→ **DIRECTIONS**
Every line below that contains "else" is to be copied.

→ **INPUT RECORDS**
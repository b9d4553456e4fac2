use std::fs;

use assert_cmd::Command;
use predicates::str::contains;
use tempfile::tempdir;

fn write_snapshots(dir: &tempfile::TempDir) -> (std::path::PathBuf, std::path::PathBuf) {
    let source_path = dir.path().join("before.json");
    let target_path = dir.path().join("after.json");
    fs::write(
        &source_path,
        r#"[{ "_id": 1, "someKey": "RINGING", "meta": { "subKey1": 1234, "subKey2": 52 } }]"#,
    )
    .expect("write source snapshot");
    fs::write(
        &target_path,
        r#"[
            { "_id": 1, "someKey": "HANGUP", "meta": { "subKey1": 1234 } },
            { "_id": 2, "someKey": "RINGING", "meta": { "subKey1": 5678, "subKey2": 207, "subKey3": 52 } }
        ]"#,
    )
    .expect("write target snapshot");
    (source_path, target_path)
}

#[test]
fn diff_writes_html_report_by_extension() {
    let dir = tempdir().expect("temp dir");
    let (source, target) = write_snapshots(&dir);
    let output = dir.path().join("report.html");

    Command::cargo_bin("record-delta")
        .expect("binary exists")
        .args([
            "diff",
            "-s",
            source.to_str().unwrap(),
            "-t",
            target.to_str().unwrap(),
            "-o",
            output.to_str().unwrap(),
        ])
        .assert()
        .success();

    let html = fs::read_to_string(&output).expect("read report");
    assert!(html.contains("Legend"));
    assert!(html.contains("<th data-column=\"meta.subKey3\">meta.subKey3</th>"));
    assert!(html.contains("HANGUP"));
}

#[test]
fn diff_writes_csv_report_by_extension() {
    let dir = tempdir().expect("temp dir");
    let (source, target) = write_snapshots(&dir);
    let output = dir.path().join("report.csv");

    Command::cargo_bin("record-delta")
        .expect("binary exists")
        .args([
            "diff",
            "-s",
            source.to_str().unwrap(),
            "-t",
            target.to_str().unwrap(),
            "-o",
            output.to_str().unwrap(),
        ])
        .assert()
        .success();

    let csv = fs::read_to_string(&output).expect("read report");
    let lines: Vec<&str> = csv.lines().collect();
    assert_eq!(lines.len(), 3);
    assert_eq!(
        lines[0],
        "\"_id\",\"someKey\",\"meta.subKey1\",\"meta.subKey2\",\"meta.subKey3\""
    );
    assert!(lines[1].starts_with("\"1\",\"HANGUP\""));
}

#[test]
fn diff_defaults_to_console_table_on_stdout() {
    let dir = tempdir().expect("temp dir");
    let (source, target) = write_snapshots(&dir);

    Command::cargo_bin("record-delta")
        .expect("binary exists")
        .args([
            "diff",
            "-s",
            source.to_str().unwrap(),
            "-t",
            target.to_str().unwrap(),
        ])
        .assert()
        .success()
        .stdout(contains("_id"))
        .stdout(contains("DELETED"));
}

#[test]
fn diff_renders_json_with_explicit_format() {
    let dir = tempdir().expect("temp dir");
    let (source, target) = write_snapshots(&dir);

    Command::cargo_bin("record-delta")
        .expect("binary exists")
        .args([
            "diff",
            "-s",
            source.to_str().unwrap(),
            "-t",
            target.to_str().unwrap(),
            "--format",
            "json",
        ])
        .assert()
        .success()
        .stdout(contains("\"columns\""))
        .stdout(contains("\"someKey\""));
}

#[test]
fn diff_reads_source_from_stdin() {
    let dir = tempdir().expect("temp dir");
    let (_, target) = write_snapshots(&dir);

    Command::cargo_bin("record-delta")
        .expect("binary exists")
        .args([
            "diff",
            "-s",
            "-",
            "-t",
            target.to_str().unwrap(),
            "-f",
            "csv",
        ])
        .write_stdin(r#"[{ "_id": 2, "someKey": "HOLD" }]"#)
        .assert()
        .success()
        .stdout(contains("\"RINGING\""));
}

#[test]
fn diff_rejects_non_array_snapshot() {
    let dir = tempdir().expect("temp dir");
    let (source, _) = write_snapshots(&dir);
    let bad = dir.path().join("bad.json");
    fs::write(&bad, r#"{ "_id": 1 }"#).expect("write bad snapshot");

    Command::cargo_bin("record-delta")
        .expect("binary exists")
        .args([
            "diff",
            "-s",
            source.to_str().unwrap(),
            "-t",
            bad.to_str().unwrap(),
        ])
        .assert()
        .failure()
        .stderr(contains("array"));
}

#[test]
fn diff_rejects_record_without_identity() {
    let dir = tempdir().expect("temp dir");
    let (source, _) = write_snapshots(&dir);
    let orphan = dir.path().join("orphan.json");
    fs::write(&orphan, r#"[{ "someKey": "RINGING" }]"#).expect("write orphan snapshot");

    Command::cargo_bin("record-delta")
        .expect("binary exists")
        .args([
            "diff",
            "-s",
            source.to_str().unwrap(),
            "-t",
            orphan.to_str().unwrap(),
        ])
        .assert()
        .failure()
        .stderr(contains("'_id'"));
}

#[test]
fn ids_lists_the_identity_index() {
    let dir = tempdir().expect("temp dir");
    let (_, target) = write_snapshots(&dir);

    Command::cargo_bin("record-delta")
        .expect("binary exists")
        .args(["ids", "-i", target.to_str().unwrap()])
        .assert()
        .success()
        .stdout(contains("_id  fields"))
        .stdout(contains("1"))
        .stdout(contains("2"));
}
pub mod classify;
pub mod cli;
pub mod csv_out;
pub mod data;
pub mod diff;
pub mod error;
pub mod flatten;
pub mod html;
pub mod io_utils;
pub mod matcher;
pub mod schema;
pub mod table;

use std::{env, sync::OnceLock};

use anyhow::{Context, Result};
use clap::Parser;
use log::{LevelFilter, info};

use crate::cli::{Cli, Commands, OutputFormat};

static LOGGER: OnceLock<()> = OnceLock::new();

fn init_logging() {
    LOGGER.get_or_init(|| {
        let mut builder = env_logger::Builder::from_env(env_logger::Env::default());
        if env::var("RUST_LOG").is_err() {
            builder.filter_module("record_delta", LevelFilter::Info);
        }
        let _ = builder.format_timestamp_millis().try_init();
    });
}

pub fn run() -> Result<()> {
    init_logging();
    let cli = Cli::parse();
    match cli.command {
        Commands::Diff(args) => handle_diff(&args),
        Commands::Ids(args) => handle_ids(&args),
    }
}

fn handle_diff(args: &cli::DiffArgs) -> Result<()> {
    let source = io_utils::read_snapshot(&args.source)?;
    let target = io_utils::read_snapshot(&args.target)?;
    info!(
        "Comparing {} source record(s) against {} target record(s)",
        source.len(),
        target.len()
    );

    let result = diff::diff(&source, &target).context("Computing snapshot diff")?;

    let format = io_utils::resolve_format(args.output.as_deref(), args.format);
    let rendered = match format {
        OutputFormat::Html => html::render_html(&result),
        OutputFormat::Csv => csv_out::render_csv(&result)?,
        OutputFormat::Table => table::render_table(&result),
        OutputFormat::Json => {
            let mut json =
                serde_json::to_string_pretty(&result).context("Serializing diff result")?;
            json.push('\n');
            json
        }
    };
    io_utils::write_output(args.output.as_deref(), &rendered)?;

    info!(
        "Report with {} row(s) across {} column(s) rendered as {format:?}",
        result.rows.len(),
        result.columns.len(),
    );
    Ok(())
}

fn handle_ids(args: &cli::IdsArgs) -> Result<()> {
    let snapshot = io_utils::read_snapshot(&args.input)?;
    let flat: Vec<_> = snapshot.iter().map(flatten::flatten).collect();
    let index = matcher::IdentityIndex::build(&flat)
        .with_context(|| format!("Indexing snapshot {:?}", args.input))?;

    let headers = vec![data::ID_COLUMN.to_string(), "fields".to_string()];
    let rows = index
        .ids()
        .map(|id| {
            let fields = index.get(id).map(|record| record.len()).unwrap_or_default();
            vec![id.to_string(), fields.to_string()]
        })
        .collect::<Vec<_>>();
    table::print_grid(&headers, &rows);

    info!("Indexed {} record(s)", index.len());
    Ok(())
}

* * *

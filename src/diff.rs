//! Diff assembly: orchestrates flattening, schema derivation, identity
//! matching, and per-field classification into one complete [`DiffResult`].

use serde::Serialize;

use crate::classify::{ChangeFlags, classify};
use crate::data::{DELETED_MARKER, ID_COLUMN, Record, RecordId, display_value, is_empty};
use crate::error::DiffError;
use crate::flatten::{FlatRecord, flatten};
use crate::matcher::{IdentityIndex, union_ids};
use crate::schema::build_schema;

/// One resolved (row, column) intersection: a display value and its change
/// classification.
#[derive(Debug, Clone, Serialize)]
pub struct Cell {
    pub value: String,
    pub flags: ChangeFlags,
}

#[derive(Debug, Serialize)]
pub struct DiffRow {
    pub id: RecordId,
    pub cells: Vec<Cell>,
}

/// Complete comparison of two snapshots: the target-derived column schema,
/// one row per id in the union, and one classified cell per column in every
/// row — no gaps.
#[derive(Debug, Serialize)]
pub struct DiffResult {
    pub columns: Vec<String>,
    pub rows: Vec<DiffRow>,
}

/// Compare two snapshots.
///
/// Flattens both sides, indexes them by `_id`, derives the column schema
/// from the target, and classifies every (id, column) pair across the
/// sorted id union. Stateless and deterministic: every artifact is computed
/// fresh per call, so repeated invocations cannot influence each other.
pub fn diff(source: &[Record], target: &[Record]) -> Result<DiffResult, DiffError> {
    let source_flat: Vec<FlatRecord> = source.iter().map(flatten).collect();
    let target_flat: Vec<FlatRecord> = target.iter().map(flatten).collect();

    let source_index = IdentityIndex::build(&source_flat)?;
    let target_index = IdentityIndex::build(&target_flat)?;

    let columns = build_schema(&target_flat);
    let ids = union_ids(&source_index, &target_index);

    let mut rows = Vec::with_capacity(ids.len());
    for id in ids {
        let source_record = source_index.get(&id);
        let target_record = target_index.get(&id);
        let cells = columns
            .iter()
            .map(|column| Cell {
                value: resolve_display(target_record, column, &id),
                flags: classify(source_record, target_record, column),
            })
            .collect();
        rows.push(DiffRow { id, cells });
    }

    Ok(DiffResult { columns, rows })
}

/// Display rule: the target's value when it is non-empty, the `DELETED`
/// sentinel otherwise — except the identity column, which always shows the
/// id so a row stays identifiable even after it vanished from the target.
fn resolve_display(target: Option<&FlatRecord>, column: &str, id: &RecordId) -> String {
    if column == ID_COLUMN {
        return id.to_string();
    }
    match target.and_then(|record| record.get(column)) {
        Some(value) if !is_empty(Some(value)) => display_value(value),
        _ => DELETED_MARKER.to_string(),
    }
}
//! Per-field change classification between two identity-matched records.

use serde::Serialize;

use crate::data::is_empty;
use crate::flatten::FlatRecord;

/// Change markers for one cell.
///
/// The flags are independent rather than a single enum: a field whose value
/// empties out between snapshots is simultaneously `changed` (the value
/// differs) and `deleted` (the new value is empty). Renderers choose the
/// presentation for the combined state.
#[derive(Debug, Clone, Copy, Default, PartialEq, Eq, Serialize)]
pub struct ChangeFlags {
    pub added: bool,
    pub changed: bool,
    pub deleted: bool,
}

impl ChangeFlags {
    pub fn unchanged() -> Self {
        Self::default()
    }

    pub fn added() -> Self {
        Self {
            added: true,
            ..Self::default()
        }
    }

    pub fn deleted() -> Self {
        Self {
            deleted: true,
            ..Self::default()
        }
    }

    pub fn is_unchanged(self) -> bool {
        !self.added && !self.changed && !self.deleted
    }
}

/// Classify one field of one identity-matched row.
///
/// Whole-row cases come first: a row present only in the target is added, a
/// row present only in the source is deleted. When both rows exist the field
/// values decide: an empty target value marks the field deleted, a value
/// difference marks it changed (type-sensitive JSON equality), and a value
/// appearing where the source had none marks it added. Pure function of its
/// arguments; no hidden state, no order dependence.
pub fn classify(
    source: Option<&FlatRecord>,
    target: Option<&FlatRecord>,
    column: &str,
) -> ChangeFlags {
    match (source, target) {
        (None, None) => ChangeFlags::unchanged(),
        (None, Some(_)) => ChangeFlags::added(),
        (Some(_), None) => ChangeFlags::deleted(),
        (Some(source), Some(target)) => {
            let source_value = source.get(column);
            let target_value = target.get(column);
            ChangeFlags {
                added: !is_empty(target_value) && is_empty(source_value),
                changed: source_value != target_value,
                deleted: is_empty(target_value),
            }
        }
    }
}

---

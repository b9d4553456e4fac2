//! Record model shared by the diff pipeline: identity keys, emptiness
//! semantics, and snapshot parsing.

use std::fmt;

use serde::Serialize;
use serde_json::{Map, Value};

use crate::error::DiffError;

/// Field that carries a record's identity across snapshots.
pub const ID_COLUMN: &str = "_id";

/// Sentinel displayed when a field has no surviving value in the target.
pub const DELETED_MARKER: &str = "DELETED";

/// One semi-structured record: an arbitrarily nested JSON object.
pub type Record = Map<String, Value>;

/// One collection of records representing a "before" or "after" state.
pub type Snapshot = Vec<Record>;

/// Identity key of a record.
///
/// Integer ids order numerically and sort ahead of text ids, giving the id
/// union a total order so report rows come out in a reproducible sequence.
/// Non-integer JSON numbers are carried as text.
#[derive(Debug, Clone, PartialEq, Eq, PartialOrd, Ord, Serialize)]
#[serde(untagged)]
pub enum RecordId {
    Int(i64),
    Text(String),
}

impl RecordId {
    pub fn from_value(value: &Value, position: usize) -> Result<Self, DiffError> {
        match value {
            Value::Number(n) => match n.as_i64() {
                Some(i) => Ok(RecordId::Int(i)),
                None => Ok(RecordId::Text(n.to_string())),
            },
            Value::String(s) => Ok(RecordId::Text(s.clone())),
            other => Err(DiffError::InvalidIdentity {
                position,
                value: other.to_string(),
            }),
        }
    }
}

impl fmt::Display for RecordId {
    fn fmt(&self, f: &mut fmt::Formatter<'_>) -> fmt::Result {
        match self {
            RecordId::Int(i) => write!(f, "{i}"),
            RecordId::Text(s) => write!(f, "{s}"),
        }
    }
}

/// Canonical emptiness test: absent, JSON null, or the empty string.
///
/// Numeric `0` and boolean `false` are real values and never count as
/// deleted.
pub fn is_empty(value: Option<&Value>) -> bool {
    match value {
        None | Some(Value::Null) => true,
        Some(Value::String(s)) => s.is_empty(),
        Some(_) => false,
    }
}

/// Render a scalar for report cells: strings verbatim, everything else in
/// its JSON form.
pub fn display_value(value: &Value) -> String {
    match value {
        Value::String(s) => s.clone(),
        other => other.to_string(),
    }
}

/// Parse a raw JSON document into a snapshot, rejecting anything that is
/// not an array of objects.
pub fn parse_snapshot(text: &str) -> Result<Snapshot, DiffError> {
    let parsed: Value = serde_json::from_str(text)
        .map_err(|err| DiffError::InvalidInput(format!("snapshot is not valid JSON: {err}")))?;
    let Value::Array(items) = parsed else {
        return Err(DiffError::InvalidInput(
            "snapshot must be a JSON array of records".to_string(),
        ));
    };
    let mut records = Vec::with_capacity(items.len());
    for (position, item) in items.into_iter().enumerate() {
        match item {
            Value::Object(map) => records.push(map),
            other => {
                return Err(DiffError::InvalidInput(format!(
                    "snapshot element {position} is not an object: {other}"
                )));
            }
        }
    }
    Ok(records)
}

→ **RESPONSE TO THIS EXERCISE**
/// Render a scalar for report cells: strings verbatim, everything else in
    let Value::Array(items) = parsed else {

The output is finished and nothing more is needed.